ASSIGNED TASK
Copy the data precisely, keeping every character.

INPUT RECORDS
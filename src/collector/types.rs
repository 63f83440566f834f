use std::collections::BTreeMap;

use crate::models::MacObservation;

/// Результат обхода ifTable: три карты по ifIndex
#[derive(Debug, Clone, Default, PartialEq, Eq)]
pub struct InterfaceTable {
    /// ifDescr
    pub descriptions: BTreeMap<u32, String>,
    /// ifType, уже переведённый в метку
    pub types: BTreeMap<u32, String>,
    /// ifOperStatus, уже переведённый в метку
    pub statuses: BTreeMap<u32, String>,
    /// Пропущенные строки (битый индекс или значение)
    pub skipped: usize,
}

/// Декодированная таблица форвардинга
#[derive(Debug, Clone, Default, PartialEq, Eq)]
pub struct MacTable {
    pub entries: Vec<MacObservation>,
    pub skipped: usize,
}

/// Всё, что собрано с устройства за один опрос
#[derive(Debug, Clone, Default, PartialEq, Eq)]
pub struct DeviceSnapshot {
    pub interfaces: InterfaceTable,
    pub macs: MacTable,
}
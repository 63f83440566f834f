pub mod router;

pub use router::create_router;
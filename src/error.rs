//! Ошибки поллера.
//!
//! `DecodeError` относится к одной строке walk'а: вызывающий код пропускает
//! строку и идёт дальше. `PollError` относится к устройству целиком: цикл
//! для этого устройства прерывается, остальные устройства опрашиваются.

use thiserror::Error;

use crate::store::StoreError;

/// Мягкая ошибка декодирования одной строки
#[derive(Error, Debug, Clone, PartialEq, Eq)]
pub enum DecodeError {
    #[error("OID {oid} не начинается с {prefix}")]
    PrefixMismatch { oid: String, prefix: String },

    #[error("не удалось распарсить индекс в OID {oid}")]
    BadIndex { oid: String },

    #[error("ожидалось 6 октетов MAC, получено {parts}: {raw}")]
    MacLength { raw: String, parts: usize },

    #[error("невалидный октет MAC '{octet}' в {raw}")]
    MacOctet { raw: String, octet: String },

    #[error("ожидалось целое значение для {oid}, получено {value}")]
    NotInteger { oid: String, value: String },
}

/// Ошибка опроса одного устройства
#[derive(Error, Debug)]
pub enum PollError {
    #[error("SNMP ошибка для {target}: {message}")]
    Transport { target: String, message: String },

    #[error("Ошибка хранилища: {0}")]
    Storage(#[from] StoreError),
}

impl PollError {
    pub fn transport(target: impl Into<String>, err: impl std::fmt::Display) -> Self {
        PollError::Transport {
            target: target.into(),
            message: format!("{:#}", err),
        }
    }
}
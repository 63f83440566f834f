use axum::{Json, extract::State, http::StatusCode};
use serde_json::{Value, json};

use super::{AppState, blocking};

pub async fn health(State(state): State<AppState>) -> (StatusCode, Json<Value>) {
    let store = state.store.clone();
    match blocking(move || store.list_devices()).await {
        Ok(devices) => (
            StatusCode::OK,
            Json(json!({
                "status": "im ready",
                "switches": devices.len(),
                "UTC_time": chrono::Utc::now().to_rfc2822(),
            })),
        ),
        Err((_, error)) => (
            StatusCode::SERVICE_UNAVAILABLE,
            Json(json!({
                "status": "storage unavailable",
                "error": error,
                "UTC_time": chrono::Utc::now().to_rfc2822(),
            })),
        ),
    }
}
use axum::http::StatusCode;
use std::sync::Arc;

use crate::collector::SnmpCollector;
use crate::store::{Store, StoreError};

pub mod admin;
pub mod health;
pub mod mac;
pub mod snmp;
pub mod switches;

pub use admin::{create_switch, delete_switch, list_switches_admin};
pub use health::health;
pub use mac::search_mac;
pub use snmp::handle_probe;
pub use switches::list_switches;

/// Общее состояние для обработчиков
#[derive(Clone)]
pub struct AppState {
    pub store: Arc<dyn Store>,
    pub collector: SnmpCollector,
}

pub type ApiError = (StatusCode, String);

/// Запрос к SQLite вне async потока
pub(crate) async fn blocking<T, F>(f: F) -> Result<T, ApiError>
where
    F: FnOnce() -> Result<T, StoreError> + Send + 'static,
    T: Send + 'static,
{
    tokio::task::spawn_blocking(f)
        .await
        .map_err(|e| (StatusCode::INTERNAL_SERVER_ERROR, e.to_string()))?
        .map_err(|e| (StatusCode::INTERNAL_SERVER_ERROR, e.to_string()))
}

EXERCISE RESPONSE
filename src/collector/types.rs
repository 63f83440566f834f
use std::collections::BTreeMap;

use crate::models::MacObservation;

/// Результат обхода ifTable: три карты по ifIndex
#[derive(Debug, Clone, Default, PartialEq, Eq)]
pub struct InterfaceTable {
    /// ifDescr
    pub descriptions: BTreeMap<u32, String>,
    /// ifType, уже переведённый в метку
    pub types: BTreeMap<u32, String>,
    /// ifOperStatus, уже переведённый в метку
    pub statuses: BTreeMap<u32, String>,
    /// Пропущенные строки (битый индекс или значение)
    pub skipped: usize,
}

/// Декодированная таблица форвардинга
#[derive(Debug, Clone, Default, PartialEq, Eq)]
pub struct MacTable {
    pub entries: Vec<MacObservation>,
    pub skipped: usize,
}

/// Всё, что собрано с устройства за один опрос
#[derive(Debug, Clone, Default, PartialEq, Eq)]
pub struct DeviceSnapshot {
    pub interfaces: InterfaceTable,
    pub macs: MacTable,
}
repository 63f83440566f834f
pub mod router;

pub use router::create_router;
filename src/error.rs
//! Ошибки поллера.
//!
//! `DecodeError` относится к одной строке walk'а: вызывающий код пропускает
//! строку и идёт дальше. `PollError` относится к устройству целиком: цикл
//! для этого устройства прерывается, остальные устройства опрашиваются.

use thiserror::Error;

use crate::store::StoreError;

/// Мягкая ошибка декодирования одной строки
#[derive(Error, Debug, Clone, PartialEq, Eq)]
pub enum DecodeError {
    #[error("OID {oid} не начинается с {prefix}")]
    PrefixMismatch { oid: String, prefix: String },

    #[error("не удалось распарсить индекс в OID {oid}")]
    BadIndex { oid: String },

    #[error("ожидалось 6 октетов MAC, получено {parts}: {raw}")]
    MacLength { raw: String, parts: usize },

    #[error("невалидный октет MAC '{octet}' в {raw}")]
    MacOctet { raw: String, octet: String },

    #[error("ожидалось целое значение для {oid}, получено {value}")]
    NotInteger { oid: String, value: String },
}

/// Ошибка опроса одного устройства
#[derive(Error, Debug)]
pub enum PollError {
    #[error("SNMP ошибка для {target}: {message}")]
    Transport { target: String, message: String },

    #[error("Ошибка хранилища: {0}")]
    Storage(#[from] StoreError),
}

impl PollError {
    pub fn transport(target: impl Into<String>, err: impl std::fmt::Display) -> Self {
        PollError::Transport {
            target: target.into(),
            message: format!("{:#}", err),
        }
    }
}
repository 63f83440566f834f
use axum::{Json, extract::State, http::StatusCode};
use serde_json::{Value, json};

use super::{AppState, blocking};

pub async fn health(State(state): State<AppState>) -> (StatusCode, Json<Value>) {
    let store = state.store.clone();
    match blocking(move || store.list_devices()).await {
        Ok(devices) => (
            StatusCode::OK,
            Json(json!({
                "status": "im ready",
                "switches": devices.len(),
                "UTC_time": chrono::Utc::now().to_rfc2822(),
            })),
        ),
        Err((_, error)) => (
            StatusCode::SERVICE_UNAVAILABLE,
            Json(json!({
                "status": "storage unavailable",
                "error": error,
                "UTC_time": chrono::Utc::now().to_rfc2822(),
            })),
        ),
    }
}
use axum::http::StatusCode;
use std::sync::Arc;

use crate::collector::SnmpCollector;
use crate::store::{Store, StoreError};

pub mod admin;
pub mod health;
pub mod mac;
pub mod snmp;
pub mod switches;

pub use admin::{create_switch, delete_switch, list_switches_admin};
pub use health::health;
pub use mac::search_mac;
pub use snmp::handle_probe;
pub use switches::list_switches;

/// Общее состояние для обработчиков
#[derive(Clone)]
pub struct AppState {
    pub store: Arc<dyn Store>,
    pub collector: SnmpCollector,
}

pub type ApiError = (StatusCode, String);

/// Запрос к SQLite вне async потока
pub(crate) async fn blocking<T, F>(f: F) -> Result<T, ApiError>
where
    F: FnOnce() -> Result<T, StoreError> + Send + 'static,
    T: Send + 'static,
{
    tokio::task::spawn_blocking(f)
        .await
        .map_err(|e| (StatusCode::INTERNAL_SERVER_ERROR, e.to_string()))?
        .map_err(|e| (StatusCode::INTERNAL_SERVER_ERROR, e.to_string()))
}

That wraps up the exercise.